Too busy? The 7-minute workout that can help you lose weight

CORONAVIRUS restrictions have lifted and for some of us, that means back to commuting and socialising more than usual in order to make up for lost time.

It could also mean that your workout routine has fallen by the wayside, but one trainer has revealed a simple workout that can help you keep your fitness levels in check.

Personal trainer Hayley Madigan created a simple yet effective 7-minute workout that you can squeeze into your packed schedule, whilst still achieving results you want.

Whether you're looking to build muscle, or add workouts into your weight loss journey, Hayley's workout promises to be time efficient – meaning you can easily fit the workout into your jam-packed schedule.

Hayley, who is an ambassador for Bulk explained that it's really important to keep up your body movement – particularly if you've built up a good fitness routine during lockdown.

She said: "7-minute workouts are a great way to do this, whether you’re short on time because you’re back at the office, have a jam-packed weekend full of plans, or simply don’t have the motivation to work out after all those pub days!

"A quick workout is also much easier on the mind than an hour-long workout, and still gets the blood pumping."

Hayley's workout is split into two parts, three minutes each, with a 60 second rest in-between.


The first round consists of three exercises, and Hayley said this is an AMRAP (as many rounds as possible).

Exercise one – squat pulses: The first exercise is a squat pulse and you should do 15 of these.

To do a squat pulse bend your knees, hips and ankles, as you would to go into a squat position.

Then push your feet into the ground and do a little jump, just enough so your body comes off the floor a couple of inches – then repeat.

Exercise two – up downs: Next is up downs and you need to do ten of these.

An up down is taking you from kneeling to standing to kneeling again. So start on your knees then stand up, before getting back down to your knees and then up again.

This works your entire body and once you feel more comfortable with the exercise you can even add weights to make it harder.

Exercise three – lunge into knee drive: You need to do five of these on each leg.

To do this put one leg behind the other and lunge down, as you come up bring your knee up.

After doing as many rounds as possible of each exercise you can rest for 60 seconds.


Exercise one – push ups: The first exercise is a push up and you should do eight of these. There are different levels of a push up, with the hardest being a full push up.

To do this get down on all fours and place your hands slightly wider than your shoulders.

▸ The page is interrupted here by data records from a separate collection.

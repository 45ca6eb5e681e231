//! Order Orchestrator
//!
//! Order creation, status changes and deletion, each in a single SQLite
//! transaction together with the table occupancy change it implies:
//!
//! | Operation | Table side effect (dine-in only) |
//! |-----------|----------------------------------|
//! | create | table → `occupied` (missing table rolls everything back) |
//! | status → delivered / cancelled | table → `available` |
//! | delete | table → `available` |

use sqlx::{SqliteConnection, SqlitePool};

use crate::core::OrderTransitionPolicy;
use crate::db::repository::order::NewOrder;
use crate::db::repository::{RepoError, dining_table, order};
use crate::utils::validation::{
    MAX_ADDRESS_LEN, MAX_EMAIL_LEN, MAX_NAME_LEN, MAX_NOTE_LEN, MAX_SHORT_TEXT_LEN,
    validate_non_negative, validate_optional_text, validate_positive, validate_required_text,
};
use crate::utils::{AppError, AppResult, ErrorCode, SharedClock};
use shared::models::{
    CreateOrderRequest, Order, OrderCreate, OrderDetail, OrderFilter, OrderItemInput, OrderStatus,
    OrderType, TableStatus,
};

const DEFAULT_PAYMENT_METHOD: &str = "cash";

#[derive(Debug, Clone)]
pub struct OrderService {
    pool: SqlitePool,
    clock: SharedClock,
    transition_policy: OrderTransitionPolicy,
}

fn order_not_found(id: i64) -> AppError {
    AppError::with_message(ErrorCode::OrderNotFound, format!("Order {id} not found"))
        .with_detail("order_id", id)
}

fn table_not_found(id: i64) -> AppError {
    AppError::with_message(ErrorCode::TableNotFound, format!("Table {id} not found"))
        .with_detail("table_id", id)
}

/// Field checks and the order type / table invariant; returns the parsed type
fn validate_order(order: &OrderCreate) -> AppResult<OrderType> {
    let order_type: OrderType = order.order_type.trim().parse()?;
    validate_required_text(&order.customer_name, "customer_name", MAX_NAME_LEN)?;
    validate_required_text(&order.customer_phone, "customer_phone", MAX_SHORT_TEXT_LEN)?;
    validate_optional_text(&order.customer_email, "customer_email", MAX_EMAIL_LEN)?;
    validate_required_text(&order.location_id, "location_id", MAX_SHORT_TEXT_LEN)?;
    validate_optional_text(&order.payment_method, "payment_method", MAX_SHORT_TEXT_LEN)?;
    validate_optional_text(&order.delivery_address, "delivery_address", MAX_ADDRESS_LEN)?;
    validate_optional_text(&order.notes, "notes", MAX_NOTE_LEN)?;

    if let Some(total) = order.total_amount {
        validate_non_negative(total, "total_amount")?;
    }

    match (order_type, order.table_id) {
        (OrderType::DineIn, None) => {
            return Err(AppError::with_message(
                ErrorCode::TableRequired,
                "Dine-in orders require a table_id",
            )
            .with_detail("field", "table_id"));
        }
        (OrderType::Takeout | OrderType::Delivery, Some(_)) => {
            return Err(AppError::with_message(
                ErrorCode::TableRequired,
                format!("{order_type} orders must not reference a table"),
            )
            .with_detail("field", "table_id"));
        }
        _ => {}
    }

    if order_type == OrderType::Delivery
        && order
            .delivery_address
            .as_deref()
            .is_none_or(|a| a.trim().is_empty())
    {
        return Err(AppError::with_message(
            ErrorCode::RequiredField,
            "Delivery orders require a delivery_address",
        )
        .with_detail("field", "delivery_address"));
    }
    Ok(order_type)
}

fn validate_items(items: &[OrderItemInput]) -> AppResult<()> {
    if items.is_empty() {
        return Err(AppError::new(ErrorCode::OrderEmpty).with_detail("field", "items"));
    }
    for (index, item) in items.iter().enumerate() {
        let field = |name: &str| format!("items[{index}].{name}");
        validate_positive(item.menu_item_id, &field("menu_item_id"))?;
        validate_positive(item.quantity.into(), &field("quantity"))?;
        validate_non_negative(item.unit_price, &field("unit_price"))?;
    }
    Ok(())
}

/// Σ quantity × unit_price, or `None` on overflow
fn items_total(items: &[OrderItemInput]) -> Option<i64> {
    items.iter().try_fold(0i64, |acc, item| {
        item.unit_price
            .checked_mul(item.quantity.into())
            .and_then(|line| acc.checked_add(line))
    })
}

async fn set_table_status(
    conn: &mut SqliteConnection,
    table_id: i64,
    status: TableStatus,
) -> AppResult<()> {
    match dining_table::set_status(conn, table_id, status).await? {
        Some(_) => Ok(()),
        None => Err(table_not_found(table_id)),
    }
}

/// Release the table of an order leaving the active set. A table that no
/// longer exists (deleted under the orphan policy) has nothing to release.
///
/// Only call this for an order that still held its table: a delivered or
/// cancelled order already gave it back, and the table may since have been
/// taken by another order.
async fn release_table(conn: &mut SqliteConnection, order: &Order) -> AppResult<()> {
    if let Some(table_id) = order.occupied_table()
        && dining_table::set_status(conn, table_id, TableStatus::Available)
            .await?
            .is_none()
    {
        tracing::warn!(order_id = order.id, table_id, "Order references a missing table");
    }
    Ok(())
}

impl OrderService {
    pub fn new(pool: SqlitePool, clock: SharedClock, transition_policy: OrderTransitionPolicy) -> Self {
        Self {
            pool,
            clock,
            transition_policy,
        }
    }

    pub async fn get_order(&self, id: i64) -> AppResult<OrderDetail> {
        let mut conn = self.pool.acquire().await.map_err(RepoError::from)?;
        order::find_detail(&mut conn, id)
            .await?
            .ok_or_else(|| order_not_found(id))
    }

    /// Orders newest first; `status` must be a known status name
    pub async fn list_orders(&self, filter: &OrderFilter) -> AppResult<Vec<Order>> {
        let status = filter
            .status
            .as_deref()
            .map(str::parse::<OrderStatus>)
            .transpose()?;
        Ok(order::find_all(&self.pool, status, filter.location.as_deref()).await?)
    }

    /// Create the order and its items; a dine-in order occupies its table
    ///
    /// Everything happens in one transaction: on any failure, including a
    /// missing table, nothing is written.
    pub async fn create_order(&self, request: CreateOrderRequest) -> AppResult<OrderDetail> {
        let CreateOrderRequest { order: input, items } = request;
        let order_type = validate_order(&input)?;
        validate_items(&items)?;

        let total_amount = match input.total_amount {
            Some(total) => total,
            None => items_total(&items)
                .ok_or_else(|| AppError::out_of_range("items", "Order total is out of range"))?,
        };

        let now = self.clock.now_millis();
        let new_order = NewOrder {
            customer_name: input.customer_name.trim(),
            customer_phone: input.customer_phone.trim(),
            customer_email: input.customer_email.as_deref(),
            order_type,
            location_id: input.location_id.trim(),
            table_id: input.table_id,
            total_amount,
            payment_method: input
                .payment_method
                .as_deref()
                .map(str::trim)
                .filter(|m| !m.is_empty())
                .unwrap_or(DEFAULT_PAYMENT_METHOD),
            payment_status: input.payment_status.unwrap_or_default(),
            delivery_address: input.delivery_address.as_deref(),
            notes: input.notes.as_deref(),
            now,
        };

        let mut tx = self.pool.begin().await.map_err(RepoError::from)?;

        let created = order::insert(&mut *tx, &new_order).await?;
        let mut created_items = Vec::with_capacity(items.len());
        for item in &items {
            created_items.push(order::insert_item(&mut *tx, created.id, item).await?);
        }
        if let Some(table_id) = created.occupied_table() {
            set_table_status(&mut tx, table_id, TableStatus::Occupied).await?;
        }

        tx.commit().await.map_err(RepoError::from)?;

        tracing::info!(
            order_id = created.id,
            order_type = %created.order_type,
            table_id = ?created.table_id,
            items = created_items.len(),
            total_amount = created.total_amount,
            "Order created"
        );
        Ok(OrderDetail {
            order: created,
            items: created_items,
        })
    }

    /// Change the status; delivered/cancelled dine-in orders free their table
    pub async fn update_order_status(&self, id: i64, status: &str) -> AppResult<Order> {
        let next: OrderStatus = status.parse()?;

        let mut tx = self.pool.begin().await.map_err(RepoError::from)?;

        let current = order::find_by_id(&mut *tx, id)
            .await?
            .ok_or_else(|| order_not_found(id))?;

        if self.transition_policy == OrderTransitionPolicy::Strict
            && !current.status.can_transition_to(next)
        {
            return Err(AppError::with_message(
                ErrorCode::InvalidOrderTransition,
                format!("Cannot move order {id} from {} to {next}", current.status),
            )
            .with_detail("from", current.status.as_str())
            .with_detail("to", next.as_str()));
        }

        let updated = order::update_status(&mut *tx, id, next, self.clock.now_millis())
            .await?
            .ok_or_else(|| order_not_found(id))?;

        if next.is_terminal() && !current.status.is_terminal() {
            release_table(&mut tx, &updated).await?;
        }

        tx.commit().await.map_err(RepoError::from)?;

        tracing::info!(order_id = id, from = %current.status, to = %next, "Order status changed");
        Ok(updated)
    }

    /// Delete the order and its items, freeing the table of an active dine-in order
    pub async fn delete_order(&self, id: i64) -> AppResult<()> {
        let mut tx = self.pool.begin().await.map_err(RepoError::from)?;

        let existing = order::find_by_id(&mut *tx, id)
            .await?
            .ok_or_else(|| order_not_found(id))?;

        order::delete_items(&mut *tx, id).await?;
        order::delete(&mut *tx, id).await?;
        if !existing.status.is_terminal() {
            release_table(&mut tx, &existing).await?;
        }

        tx.commit().await.map_err(RepoError::from)?;

        tracing::info!(order_id = id, "Order deleted");
        Ok(())
    }
}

Straighten your arms and legs and lower your body until your chest nearly touches the floor, once there push yourself up.

For an easier version you can do this on your knees instead.

Exercise two – crab knee marches: You need to do eight of these and to start your should sit on the floor with your hands behind you then push yourself up into a crab position.

From here lift your legs up one by one, this is the march.

Exercise three – pop squats: A pop squat is similar to a squat pulse but instead of coming a couple of inches off the floor you should try and jump.

With each jump you should alternative between a narrow and wide stance.

This targets the lower body muscles including the quads, glutes and hamstrings.

But can such a short workout actually help you lose weight and get fit?

You can't target the areas you lose weight in, but working out does help burn calories and can put you in a calorie deficit if you're trying to lose weight.

Hayley said the seven minute workout can help you – but it depends on your goal.

She said: "If you’re looking for particular results, you may need to incorporate further movement – whether that’s weight training, yoga, or running.

"But, in a post-lockdown world, 7 minutes is certainly better than nothing! As you get fitter, you can always add an extra round of 7 minutes, to ensure that you’re challenging yourself, and continuously improving your fitness levels."

Besides the time saving benefits, Hayley explained why these workouts are good for us.

She added: "High intensity short bursts of exercise have been shown to improve insulin resistance, and therefore benefit women with PCOS (Polycystic Ovary Syndrome) as well as helping prevent Type 2 Diabetes.

"Additionally, when performed correctly, high intensity 7-minute workouts can improve our VO2 max (aka our maximal oxygen consumption) and overall heart and lung health. 

"The best way to ensure you’re getting the most out of your short, sharp workouts, is to incorporate more protein into your diet – as this helps with recovery and maximises results.

"The best and easiest way to do this is to have a protein shake after your workout", she added.